++++ Records

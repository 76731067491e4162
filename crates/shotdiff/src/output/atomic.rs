use std::ffi::OsString;
use std::io;
use std::path::{Path, PathBuf};

use tokio::fs;

use crate::output::error::OutputError;

/// Writes `contents` next to `path` under a temporary name, then renames it
/// into place. Readers never observe a half-written file.
pub(crate) async fn write_atomic(path: &Path, contents: &[u8]) -> Result<(), OutputError> {
    let temp = prepare(path).await?;
    if let Err(err) = fs::write(&temp, contents).await {
        let _ = fs::remove_file(&temp).await;
        return Err(OutputError::write(path, err));
    }
    commit(&temp, path).await
}

/// Copies `source` to `path` with the same temp-then-rename discipline.
pub(crate) async fn copy_atomic(source: &Path, path: &Path) -> Result<(), OutputError> {
    let temp = prepare(path).await?;
    if let Err(err) = fs::copy(source, &temp).await {
        let _ = fs::remove_file(&temp).await;
        return Err(OutputError::CopyImage {
            from: source.to_path_buf(),
            to: path.to_path_buf(),
            source: err,
        });
    }
    commit(&temp, path).await
}

async fn prepare(path: &Path) -> Result<PathBuf, OutputError> {
    let (Some(dir), Some(name)) = (path.parent(), path.file_name()) else {
        return Err(OutputError::write(
            path,
            io::Error::new(io::ErrorKind::InvalidInput, "not a file path"),
        ));
    };
    if !dir.as_os_str().is_empty() {
        fs::create_dir_all(dir)
            .await
            .map_err(|err| OutputError::write(dir, err))?;
    }
    let mut temp_name = OsString::from(".");
    temp_name.push(name);
    temp_name.push(".tmp");
    Ok(path.with_file_name(temp_name))
}

async fn commit(temp: &Path, path: &Path) -> Result<(), OutputError> {
    if let Err(err) = fs::rename(temp, path).await {
        let _ = fs::remove_file(temp).await;
        return Err(OutputError::write(path, err));
    }
    Ok(())
}
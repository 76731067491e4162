use std::path::PathBuf;
use std::sync::Arc;

use tokio::sync::Mutex;

use super::error::OutputError;
use super::html::HtmlReport;
use super::json::JsonOutput;
use super::records::OutcomeRecord;
use super::summary::RunSummary;
use crate::pipeline::PairOutcome;

/// Where report artifacts go. Each part is optional.
#[derive(Debug, Clone, Default)]
pub struct ReportSettings {
    /// HTML report directory.
    pub report_dir: Option<PathBuf>,
    /// JSON results file.
    pub json_output: Option<PathBuf>,
    pub pretty_json: bool,
    /// Source folders the report copies screenshots from.
    pub version1: PathBuf,
    pub version2: PathBuf,
}

pub struct OutputManager {
    html: Option<HtmlReport>,
    json: Option<JsonOutput>,
    state: Mutex<OutputState>,
}

impl OutputManager {
    pub fn new(settings: ReportSettings) -> Option<Arc<Self>> {
        let ReportSettings {
            report_dir,
            json_output,
            pretty_json,
            version1,
            version2,
        } = settings;
        if report_dir.is_none() && json_output.is_none() {
            return None;
        }
        Some(Arc::new(Self {
            html: report_dir.map(|dir| HtmlReport::new(dir, version1, version2)),
            json: json_output.map(|path| JsonOutput::new(path, pretty_json)),
            state: Mutex::new(OutputState::default()),
        }))
    }

    /// Writes the per-pair part of the report and remembers the outcome for
    /// [`finalize`](Self::finalize).
    pub async fn publish(&self, outcome: &PairOutcome) -> Result<(), OutputError> {
        if let Some(html) = self.html.as_ref() {
            html.publish(outcome).await?;
        }
        let record = OutcomeRecord::from_outcome(outcome);
        let mut state = self.state.lock().await;
        state.records.push(record);
        Ok(())
    }

    /// Writes the index page and results file for everything published so far.
    pub async fn finalize(&self, summary: &RunSummary) -> Result<(), OutputError> {
        let mut state = self.state.lock().await;
        state
            .records
            .sort_by(|a, b| a.filename.cmp(&b.filename));
        if let Some(html) = self.html.as_ref() {
            html.write_index(summary, &state.records).await?;
        }
        if let Some(json) = self.json.as_ref() {
            json.write(summary, &state.records).await?;
        }
        Ok(())
    }
}

#[derive(Default)]
struct OutputState {
    records: Vec<OutcomeRecord>,
}

#[cfg(test)]
mod tests {
    use super::*;
    use shotdiff_types::Side;

    #[test]
    fn nothing_to_write_means_no_manager() {
        assert!(OutputManager::new(ReportSettings::default()).is_none());
    }

    #[tokio::test]
    async fn finalize_writes_sorted_results() {
        let dir = tempfile::tempdir().unwrap();
        let v1 = dir.path().join("v1");
        let v2 = dir.path().join("v2");
        std::fs::create_dir(&v1).unwrap();
        std::fs::create_dir(&v2).unwrap();
        std::fs::write(v1.join("b.png"), b"png").unwrap();
        std::fs::write(v2.join("a.png"), b"png").unwrap();
        let json_path = dir.path().join("results.json");
        let report_dir = dir.path().join("report");
        let manager = OutputManager::new(ReportSettings {
            report_dir: Some(report_dir.clone()),
            json_output: Some(json_path.clone()),
            pretty_json: true,
            version1: v1,
            version2: v2,
        })
        .unwrap();

        let mut summary = RunSummary::default();
        for (name, side) in [("b.png", Side::Version1), ("a.png", Side::Version2)] {
            let outcome = PairOutcome::Missing {
                filename: name.into(),
                present_in: side,
            };
            summary.observe(&outcome);
            manager.publish(&outcome).await.unwrap();
        }
        manager.finalize(&summary).await.unwrap();

        let json: serde_json::Value =
            serde_json::from_slice(&std::fs::read(&json_path).unwrap()).unwrap();
        assert_eq!(json["summary"]["total"], 2);
        assert_eq!(json["summary"]["missing"], 2);
        assert_eq!(json["results"][0]["filename"], "a.png");
        assert_eq!(json["results"][1]["filename"], "b.png");

        assert!(report_dir.join("index.html").is_file());
        assert!(report_dir.join("fragments/b.png.html").is_file());
        assert_eq!(
            std::fs::read(report_dir.join("report_images/version1/b.png")).unwrap(),
            b"png"
        );
    }
}
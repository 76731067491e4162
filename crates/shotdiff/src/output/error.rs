use std::io;
use std::path::PathBuf;

use thiserror::Error;

/// Failures while writing report artifacts.
#[derive(Debug, Error)]
pub enum OutputError {
    #[error("failed to write {}: {source}", path.display())]
    Write {
        path: PathBuf,
        #[source]
        source: io::Error,
    },
    #[error("failed to copy screenshot {} to {}: {source}", from.display(), to.display())]
    CopyImage {
        from: PathBuf,
        to: PathBuf,
        #[source]
        source: io::Error,
    },
    #[error("failed to serialize comparison results: {0}")]
    Serialize(#[from] serde_json::Error),
}

impl OutputError {
    pub(crate) fn write(path: impl Into<PathBuf>, source: io::Error) -> Self {
        OutputError::Write {
            path: path.into(),
            source,
        }
    }
}
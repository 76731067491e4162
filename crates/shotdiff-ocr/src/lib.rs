mod backends;
mod engine;
mod error;
mod extractor;
mod plane;
mod request;
mod response;

#[cfg(feature = "engine-tesseract")]
pub use backends::tesseract::{TesseractConfig, TesseractOcrEngine};
pub use engine::OcrEngine;
pub use error::OcrError;
pub use extractor::{DEFAULT_LANGUAGE, DEFAULT_MIN_CONFIDENCE, ExtractorConfig, TextExtractor};
pub use plane::LumaPlane;
pub use request::OcrRequest;
pub use response::{OcrResponse, OcrText};
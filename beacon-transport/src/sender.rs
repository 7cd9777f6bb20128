use beacon_core::EncodedRequest;
use std::time::Duration;
use tracing::{debug, trace};

/// Blocking-path HTTP delivery.
///
/// The collector acknowledges an accepted event with a response body of
/// exactly `1`; anything else, including transport failures, is reported as
/// `false`. This path never raises: in best-effort delivery a lost event is
/// an expected outcome, not an exceptional one.
#[derive(Debug)]
pub struct HttpSender {
    http: reqwest::Client,
}

impl HttpSender {
    pub fn new(timeout: Duration) -> Result<Self, reqwest::Error> {
        let http = reqwest::Client::builder().timeout(timeout).build()?;
        Ok(HttpSender { http })
    }

    /// Deliver one request and interpret the collector's verdict.
    pub async fn deliver(&self, request: &EncodedRequest) -> bool {
        match self.fetch_body(request.url()).await {
            Ok(body) => {
                trace!(endpoint = %request.endpoint(), body = %body, "collector responded");
                body == "1"
            }
            Err(err) => {
                debug!(endpoint = %request.endpoint(), error = %err, "delivery failed");
                false
            }
        }
    }

    /// Deliver a raw URL line the worker pulled off its channel.
    pub(crate) async fn deliver_url(&self, url: &str) -> bool {
        match self.fetch_body(url).await {
            Ok(body) => body == "1",
            Err(err) => {
                debug!(error = %err, "background delivery failed");
                false
            }
        }
    }

    async fn fetch_body(&self, url: &str) -> Result<String, reqwest::Error> {
        let response = self.http.get(url).send().await?.error_for_status()?;
        response.text().await
    }
}

#[cfg(test)]
mod tests {
    use super::*;
    use beacon_core::{encode, Endpoint};
    use serde_json::json;

    fn request_for(server: &mockito::ServerGuard) -> EncodedRequest {
        let base = format!("{}/", server.url());
        encode(&base, Endpoint::Track, &json!({"event": "e"})).unwrap()
    }

    fn sender() -> HttpSender {
        HttpSender::new(Duration::from_secs(2)).unwrap()
    }

    #[tokio::test]
    async fn test_body_one_is_success() {
        let mut server = mockito::Server::new_async().await;
        let mock = server
            .mock("GET", mockito::Matcher::Regex(r"^/track/.*".to_string()))
            .with_body("1")
            .create_async()
            .await;

        assert!(sender().deliver(&request_for(&server)).await);
        mock.assert_async().await;
    }

    #[tokio::test]
    async fn test_other_bodies_are_failure() {
        for body in ["0", "", "1 "] {
            let mut server = mockito::Server::new_async().await;
            let _mock = server
                .mock("GET", mockito::Matcher::Regex(r"^/track/.*".to_string()))
                .with_body(body)
                .create_async()
                .await;

            assert!(
                !sender().deliver(&request_for(&server)).await,
                "body {:?} must not count as success",
                body
            );
        }
    }

    #[tokio::test]
    async fn test_server_error_is_failure_not_panic() {
        let mut server = mockito::Server::new_async().await;
        let _mock = server
            .mock("GET", mockito::Matcher::Regex(r"^/track/.*".to_string()))
            .with_status(500)
            .with_body("1")
            .create_async()
            .await;

        assert!(!sender().deliver(&request_for(&server)).await);
    }

    #[tokio::test]
    async fn test_connection_refused_is_failure_not_panic() {
        // Nothing listens on this port.
        let request = encode(
            "http://127.0.0.1:9/",
            Endpoint::Track,
            &json!({"event": "e"}),
        )
        .unwrap();

        assert!(!sender().deliver(&request).await);
    }
}
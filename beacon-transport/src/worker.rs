use crate::dispatcher::WorkerFactory;
use crate::sender::HttpSender;
use std::sync::Arc;
use tokio::sync::mpsc::{self, UnboundedSender};
use tracing::debug;

/// Spawns the real delivery worker: a long-lived task that drains
/// newline-terminated URL lines from its channel in FIFO order and performs
/// one synchronous delivery per line.
///
/// The task runs until every sender is dropped, which is how the dispatcher's
/// disposal closes the channel. Delivery failures are logged and dropped;
/// acceptance into the channel never implied delivery in the first place.
#[derive(Debug)]
pub struct HttpWorkerFactory {
    sender: Arc<HttpSender>,
}

impl HttpWorkerFactory {
    pub fn new(sender: Arc<HttpSender>) -> Self {
        HttpWorkerFactory { sender }
    }
}

impl WorkerFactory for HttpWorkerFactory {
    fn spawn(&self) -> UnboundedSender<String> {
        let (tx, mut rx) = mpsc::unbounded_channel::<String>();
        let sender = Arc::clone(&self.sender);

        tokio::spawn(async move {
            debug!("delivery worker started");
            while let Some(line) = rx.recv().await {
                let url = line.trim_end_matches('\n');
                if !sender.deliver_url(url).await {
                    debug!("background delivery rejected or failed, event dropped");
                }
            }
            debug!("delivery worker channel closed, exiting");
        });

        tx
    }
}
//! Best-effort analytics event client.
//!
//! Application code records events (tracked actions, person property updates)
//! which are delivered to a remote collector without blocking the caller's
//! request path. Delivery mode is fixed per client: synchronous callers get
//! the collector's verdict as a boolean; asynchronous callers hand the
//! encoded request to a shared background worker and return immediately. An
//! event may be silently lost when the collector or the worker is
//! unavailable; that trade is deliberate.
//!
//! A process keeps at most one background worker: hosts serving concurrent
//! requests build one [`beacon_transport::Transport`] and create a
//! [`Client`] per request over it with [`Client::with_transport`], each bound
//! to that request's [`RequestScope`].
//!
//! ```rust,no_run
//! use beacon_client::{Client, ClientConfig};
//! use beacon_core::RequestScope;
//! use beacon_transport::DeliveryMode;
//! use serde_json::{json, Map};
//! use std::collections::HashMap;
//! use std::sync::Arc;
//!
//! # async fn run() -> anyhow::Result<()> {
//! let scope = Arc::new(RequestScope::new(HashMap::new()));
//! let config = ClientConfig {
//!     token: Some("T1".to_string()),
//!     base_url: "https://collector.example.com/".to_string(),
//!     mode: DeliveryMode::Async,
//!     ..Default::default()
//! };
//! let client = Client::new(config, scope)?;
//!
//! let mut props = Map::new();
//! props.insert("plan".to_string(), json!("pro"));
//! client.track_event("signup", props).await?;
//! # Ok(())
//! # }
//! ```

pub mod client;

pub use client::{Client, ClientConfig};
pub use beacon_core::{EncodeError, Endpoint, QueuedEvent, RequestScope};
pub use beacon_transport::{Delivery, DeliveryMode};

++++++++

▸ **Exercise**
Going through the entries above line by line, work out how many lines include the word "RequestScope". Only the number is required.

▸ **Response**
4